▶ [What to work on]: Collect each line of the records containing the string "join".

▶ [Dataset entries]:
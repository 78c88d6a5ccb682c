//! SSH transport driving the VyOS configuration shell.
//!
//! libssh2 is blocking, so every shell exchange runs on the blocking pool.
//! The shell is opened once per session and kept in configuration mode
//! between calls.

use std::io::{Read, Write};
use std::sync::{Arc, Mutex, PoisonError};

use async_trait::async_trait;
use regex_lite::Regex;

use super::{Transport, TransportError, TransportFactory};
use crate::models::Instance;
use crate::utils;

/// Output fragments VyOS prints when it refuses a command
const ERROR_MARKERS: &[&str] = &[
    "Invalid command",
    "Set failed",
    "Delete failed",
    "is not valid",
    "Commit failed",
    "Configuration path:",
    "Nothing to delete",
];

const READ_CHUNK: usize = 4096;

/// libssh2 read/write timeouts, in milliseconds
#[derive(Debug, Clone, Copy, PartialEq, Eq)]
struct IoTimeouts {
    stage_ms: u32,
    commit_ms: u32,
}

/// Opens SSH shell transports with the configured timeouts
pub struct SshTransportFactory {
    connect_timeout_secs: u64,
    timeouts: IoTimeouts,
}

impl SshTransportFactory {
    pub fn new(connect_timeout_secs: u64, stage_timeout_secs: u64, commit_timeout_secs: u64) -> Self {
        Self {
            connect_timeout_secs,
            timeouts: IoTimeouts {
                stage_ms: utils::timeout_ms(stage_timeout_secs),
                commit_ms: utils::timeout_ms(commit_timeout_secs),
            },
        }
    }
}

#[async_trait]
impl TransportFactory for SshTransportFactory {
    async fn connect(&self, instance: &Instance) -> Result<Box<dyn Transport>, TransportError> {
        let host = instance.endpoint.host.clone();
        let port = instance.endpoint.port;
        let user = instance.endpoint.username.clone();
        let pass = instance.endpoint.password.clone();
        let connect_timeout = self.connect_timeout_secs;
        let timeouts = self.timeouts;

        tracing::debug!("Opening SSH shell to {}:{} as {}", host, port, user);
        let shell = tokio::task::spawn_blocking(move || {
            Shell::open(&host, port, &user, &pass, connect_timeout, timeouts)
        })
        .await
        .map_err(|e| TransportError::Connection(format!("Task join error: {}", e)))??;

        Ok(Box::new(SshTransport {
            shell: Arc::new(Mutex::new(shell)),
        }))
    }
}

/// Transport over one interactive VyOS shell
pub struct SshTransport {
    shell: Arc<Mutex<Shell>>,
}

impl SshTransport {
    async fn run<T, F>(&self, f: F) -> Result<T, TransportError>
    where
        T: Send + 'static,
        F: FnOnce(&mut Shell) -> Result<T, TransportError> + Send + 'static,
    {
        let shell = self.shell.clone();
        tokio::task::spawn_blocking(move || {
            let mut shell = shell.lock().unwrap_or_else(PoisonError::into_inner);
            f(&mut shell)
        })
        .await
        .map_err(|e| TransportError::Io(format!("Task join error: {}", e)))?
    }
}

#[async_trait]
impl Transport for SshTransport {
    async fn stage(&mut self, command: &str) -> Result<(), TransportError> {
        let command = command.to_string();
        self.run(move |shell| {
            let output = shell.exchange(&command)?;
            match rejection(&output) {
                Some(detail) => Err(TransportError::Rejected(detail)),
                None => Ok(()),
            }
        })
        .await
    }

    async fn commit(&mut self) -> Result<(), TransportError> {
        self.run(|shell| {
            let output = shell.commit()?;
            match rejection(&output) {
                Some(detail) => Err(TransportError::Rejected(detail)),
                None => Ok(()),
            }
        })
        .await
    }

    async fn discard(&mut self) -> Result<(), TransportError> {
        self.run(|shell| {
            shell.exchange("exit discard")?;
            shell.exchange("configure")?;
            Ok(())
        })
        .await
    }

    async fn detect_version(&mut self) -> Result<String, TransportError> {
        self.run(|shell| {
            let output = shell.exchange("run show version")?;
            parse_version(&output).ok_or_else(|| {
                TransportError::Io(format!(
                    "could not parse version from:\n{}",
                    utils::truncate_lines(&output, 5)
                ))
            })
        })
        .await
    }

    async fn close(&mut self) -> Result<(), TransportError> {
        self.run(|shell| {
            shell.exchange("exit discard")?;
            shell.close();
            Ok(())
        })
        .await
    }
}

/// Interactive shell channel plus the session that owns it
struct Shell {
    session: ssh2::Session,
    channel: ssh2::Channel,
    prompt: Regex,
    timeouts: IoTimeouts,
}

impl Shell {
    fn open(
        host: &str,
        port: u16,
        user: &str,
        pass: &str,
        connect_timeout: u64,
        timeouts: IoTimeouts,
    ) -> Result<Self, TransportError> {
        let session = utils::ssh_connect(host, port, user, pass, connect_timeout)
            .map_err(TransportError::Connection)?;
        session.set_timeout(timeouts.stage_ms);

        let mut channel = session
            .channel_session()
            .map_err(|e| TransportError::Connection(format!("Failed to open channel: {}", e)))?;
        channel
            .request_pty("xterm", None, Some((512, 48, 0, 0)))
            .map_err(|e| TransportError::Connection(format!("Failed to request PTY: {}", e)))?;
        channel
            .shell()
            .map_err(|e| TransportError::Connection(format!("Failed to start shell: {}", e)))?;

        let prompt = Regex::new(r"[\w.\-]+@[\w.\-]+(?::\S*)?[$#]\s*$")
            .map_err(|e| TransportError::Connection(e.to_string()))?;
        let mut shell = Self {
            session,
            channel,
            prompt,
            timeouts,
        };

        shell.read_until_prompt()?;
        shell.exchange("set terminal length 0")?;
        shell.exchange("set terminal width 0")?;
        shell.exchange("configure")?;
        Ok(shell)
    }

    /// Send one line and return everything up to the next prompt
    fn exchange(&mut self, line: &str) -> Result<String, TransportError> {
        self.channel
            .write_all(format!("{}\n", line).as_bytes())
            .map_err(|e| TransportError::Io(format!("write failed: {}", e)))?;
        self.channel
            .flush()
            .map_err(|e| TransportError::Io(format!("flush failed: {}", e)))?;
        let output = self.read_until_prompt()?;
        tracing::trace!("vyos> {}\n{}", line, output);
        Ok(output)
    }

    /// `commit` under the commit timeout; the stage timeout is restored after
    fn commit(&mut self) -> Result<String, TransportError> {
        self.session.set_timeout(self.timeouts.commit_ms);
        let output = self.exchange("commit");
        self.session.set_timeout(self.timeouts.stage_ms);
        output
    }

    fn read_until_prompt(&mut self) -> Result<String, TransportError> {
        let mut buf = Vec::new();
        let mut chunk = [0u8; READ_CHUNK];
        loop {
            let n = self
                .channel
                .read(&mut chunk)
                .map_err(|e| TransportError::Io(format!("read failed: {}", e)))?;
            if n == 0 {
                return Err(TransportError::Io("shell channel closed".to_string()));
            }
            buf.extend_from_slice(&chunk[..n]);
            let text = String::from_utf8_lossy(&buf);
            if self.prompt.is_match(&text) {
                return Ok(text.replace('\r', ""));
            }
        }
    }

    fn close(&mut self) {
        let _ = self.channel.write_all(b"exit\n");
        let _ = self.channel.send_eof();
        let _ = self.channel.close();
    }
}

/// First line carrying a VyOS error marker, if any
fn rejection(output: &str) -> Option<String> {
    let lines: Vec<&str> = output.lines().collect();
    let body = lines.get(1..lines.len().saturating_sub(1)).unwrap_or(&[]);
    body.iter()
        .find(|line| ERROR_MARKERS.iter().any(|m| line.contains(m)))
        .map(|line| line.trim().to_string())
}

fn parse_version(output: &str) -> Option<String> {
    let re = Regex::new(r"Version:\s+VyOS\s+(\S+)").ok()?;
    re.captures(output).map(|caps| caps[1].to_string())
}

▶ [Answer for this exercise]:
        .map_err(|e| TransportError::Connection(format!("Task join error: {}", e)))??;
        .map_err(|e| TransportError::Io(format!("Task join error: {}", e)))?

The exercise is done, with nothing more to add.